## PROBLEM DETAILS
If a line of the records contains the word "const", list it.

## AVAILABLE RECORDS

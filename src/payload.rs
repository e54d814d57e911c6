//! Patient Payload
//!
//! The evolving field -> value record describing one assessment request.
//! Free-text fields carry narrative context (history, symptoms, the user's
//! question); everything else is a candidate numeric/categorical parameter
//! for the downstream prediction models.

use serde::{Deserialize, Serialize};
use std::collections::BTreeMap;

/// Fields treated as narrative text rather than model parameters.
pub const FREE_TEXT_FIELDS: &[&str] = &[
    "patient_text",
    "patient_history",
    "symptoms",
    "medical_report",
    "query",
    "additional_notes",
];

/// Known parameter aliases: payload key -> canonical model parameter name.
const PARAM_ALIASES: &[(&str, &str)] = &[
    ("glucose", "gluc"),
    ("smoking", "smoke"),
    ("alcohol", "alco"),
    ("activity", "active"),
];

/// A single payload value. Extractors sometimes stringify numbers, so a
/// text value that parses as a number still counts as numeric.
#[derive(Debug, Clone, PartialEq, Serialize, Deserialize)]
#[serde(untagged)]
pub enum FieldValue {
    Int(i64),
    Float(f64),
    Text(String),
}

impl FieldValue {
    pub fn as_f64(&self) -> Option<f64> {
        match self {
            FieldValue::Int(i) => Some(*i as f64),
            FieldValue::Float(f) => Some(*f),
            FieldValue::Text(s) => s.trim().parse::<f64>().ok(),
        }
    }

    pub fn is_numeric(&self) -> bool {
        self.as_f64().is_some()
    }

    pub fn as_text(&self) -> Option<&str> {
        match self {
            FieldValue::Text(s) => Some(s.as_str()),
            _ => None,
        }
    }

    /// JSON rendering that preserves integer-ness where possible.
    pub fn to_number_value(&self) -> Option<serde_json::Value> {
        match self {
            FieldValue::Int(i) => Some(serde_json::Value::from(*i)),
            FieldValue::Float(f) => serde_json::Number::from_f64(*f).map(serde_json::Value::Number),
            FieldValue::Text(s) => {
                let t = s.trim();
                if let Ok(i) = t.parse::<i64>() {
                    Some(serde_json::Value::from(i))
                } else if let Ok(f) = t.parse::<f64>() {
                    serde_json::Number::from_f64(f).map(serde_json::Value::Number)
                } else {
                    None
                }
            }
        }
    }
}

impl std::fmt::Display for FieldValue {
    fn fmt(&self, f: &mut std::fmt::Formatter<'_>) -> std::fmt::Result {
        match self {
            FieldValue::Int(i) => write!(f, "{}", i),
            FieldValue::Float(v) => write!(f, "{}", v),
            FieldValue::Text(s) => write!(f, "{}", s),
        }
    }
}

impl From<i64> for FieldValue {
    fn from(v: i64) -> Self {
        FieldValue::Int(v)
    }
}

impl From<f64> for FieldValue {
    fn from(v: f64) -> Self {
        FieldValue::Float(v)
    }
}

impl From<&str> for FieldValue {
    fn from(v: &str) -> Self {
        FieldValue::Text(v.to_string())
    }
}

impl From<String> for FieldValue {
    fn from(v: String) -> Self {
        FieldValue::Text(v)
    }
}

/// Everything known about a patient so far, keyed by field name.
#[derive(Debug, Clone, Default, PartialEq, Serialize, Deserialize)]
#[serde(transparent)]
pub struct Payload {
    fields: BTreeMap<String, FieldValue>,
}

impl Payload {
    pub fn new() -> Self {
        Self::default()
    }

    pub fn insert(&mut self, name: impl Into<String>, value: impl Into<FieldValue>) {
        self.fields.insert(name.into(), value.into());
    }

    pub fn get(&self, name: &str) -> Option<&FieldValue> {
        self.fields.get(name)
    }

    pub fn get_text(&self, name: &str) -> Option<&str> {
        self.fields.get(name).and_then(|v| v.as_text())
    }

    pub fn contains(&self, name: &str) -> bool {
        self.fields.contains_key(name)
    }

    pub fn is_empty(&self) -> bool {
        self.fields.is_empty()
    }

    pub fn len(&self) -> usize {
        self.fields.len()
    }

    pub fn iter(&self) -> impl Iterator<Item = (&String, &FieldValue)> {
        self.fields.iter()
    }

    pub fn is_free_text_field(name: &str) -> bool {
        FREE_TEXT_FIELDS.contains(&name)
    }

    /// Number of numeric-valued parameter fields (free text excluded).
    pub fn numeric_field_count(&self) -> usize {
        self.fields
            .iter()
            .filter(|(name, value)| !Self::is_free_text_field(name) && value.is_numeric())
            .count()
    }

    /// Parameter fields (numeric or categorical string, e.g.
    /// `smoking_history: "never"`) with known aliases normalized to the
    /// canonical model parameter names. When a payload carries both the
    /// alias and the canonical key, the canonical key wins and the alias
    /// is discarded, so a value never appears under both.
    pub fn normalized_params(&self) -> serde_json::Map<String, serde_json::Value> {
        let mut params = serde_json::Map::new();
        for (name, value) in &self.fields {
            if Self::is_free_text_field(name) {
                continue;
            }
            let rendered = match value.to_number_value() {
                Some(number) => number,
                None => match value {
                    FieldValue::Text(s) if !crate::utils::json_extract::is_null_literal(s) => {
                        serde_json::Value::String(s.trim().to_string())
                    }
                    _ => continue,
                },
            };
            let canonical = PARAM_ALIASES
                .iter()
                .find(|(alias, _)| *alias == name.as_str())
                .map(|(_, canonical)| canonical.to_string())
                .unwrap_or_else(|| name.clone());
            if canonical != *name && self.fields.contains_key(&canonical) {
                continue; // canonical key present, alias loses
            }
            params.insert(canonical, rendered);
        }
        params
    }

    /// Concatenated narrative context from the free-text fields present.
    pub fn free_text_context(&self) -> String {
        let mut context = String::new();
        for name in FREE_TEXT_FIELDS {
            if let Some(FieldValue::Text(text)) = self.fields.get(*name) {
                if !text.trim().is_empty() {
                    context.push_str(&format!("{}: {}\n", name, text.trim()));
                }
            }
        }
        context
    }

    /// Human-readable rendering of the parameter subset, for inclusion in
    /// agent prompts.
    pub fn render_params(&self) -> String {
        let params = self.normalized_params();
        if params.is_empty() {
            return "(no structured parameters available)".to_string();
        }
        params
            .iter()
            .map(|(k, v)| format!("- {}: {}", k, v))
            .collect::<Vec<_>>()
            .join("\n")
    }
}

impl FromIterator<(String, FieldValue)> for Payload {
    fn from_iter<T: IntoIterator<Item = (String, FieldValue)>>(iter: T) -> Self {
        Self {
            fields: iter.into_iter().collect(),
        }
    }
}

## SOLUTION FOR THIS EXERCISE
pub const FREE_TEXT_FIELDS: &[&str] = &[
const PARAM_ALIASES: &[(&str, &str)] = &[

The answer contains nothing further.